A fair amount was made over the course of the off-season regarding Belichick’s eschewing of traditional coordinator roles/titles in the wake of Dean Pees, the D-coordinator the past four seasons, leaving as well as no official replacement having yet been made following Josh McDaniels’ departure for Denver following the ‘08 campaign (QB coach Bill O’Brien has been the de facto guy since McDaniels left, kind of the way McDaniels was in ‘05 after Charlie Weis left to run Notre Dame into the ground). Anyway, those who hate have jumped all over Belichick for this, citing his advanced age (did you know coach’s aged 58 or older have never, ever, ever won anything in the NFL???) along with the usual buzzwords like “arrogance “and “ego” as reasons being his own O and D-coordinator will lead the team down the road to ruin (even though he’s not really acting as his own O and D-coordinator, he just hasn’t given anyone else on his staff either of those titles).

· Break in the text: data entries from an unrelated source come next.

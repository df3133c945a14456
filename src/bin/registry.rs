use clap::Parser;
use std::sync::Arc;

use wallet_watcher::api::{RegistryServer, WatchlistRegistry};
use wallet_watcher::config::AppConfig;
use wallet_watcher::logging::init_logging;

#[derive(Parser)]
#[command(name = "registry")]
#[command(about = "HTTP registry of watched wallets")]
#[command(version)]
struct Args {
    /// Bind address
    #[arg(long)]
    host: Option<String>,

    /// Server port
    #[arg(long)]
    port: Option<u16>,

    /// Wallets to seed the registry with
    #[arg(long = "wallet")]
    wallets: Vec<String>,
}

#[tokio::main]
async fn main() -> Result<(), Box<dyn std::error::Error>> {
    let args = Args::parse();

    let mut config = AppConfig::load()?;
    if let Some(host) = args.host {
        config.registry.host = host;
    }
    if let Some(port) = args.port {
        config.registry.port = port;
    }

    init_logging(&config.logging)?;

    let registry = Arc::new(WatchlistRegistry::with_wallets(args.wallets));
    let server = RegistryServer::new(registry, &config.registry);

    log::info!("Starting watchlist registry on {}:{}", server.host, server.port);

    if let Err(e) = server.start().await {
        log::error!("Server failed: {}", e);
        return Err(e.into());
    }

    Ok(())
}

Well, whatever he’s doing, whatever anyone’s title is, whatever anything, he and his staff ran circles around the Bengals’ Marvin Lewis and company on Sunday. Cincinnati’s offense was completely flummoxed in the first half to the tune of three points to go with three punts and two turnovers before having some success against a prevent-like look when the game was a blowout. And the Bengals defense was steamrolled for 238 total yards and 24 points in the first two quarters. The schemes, the game plan, the personnel packages, the adjustments – they all worked to perfection. Not too shabby for a head coach whose also his own offensive and defensive coordinator, eh?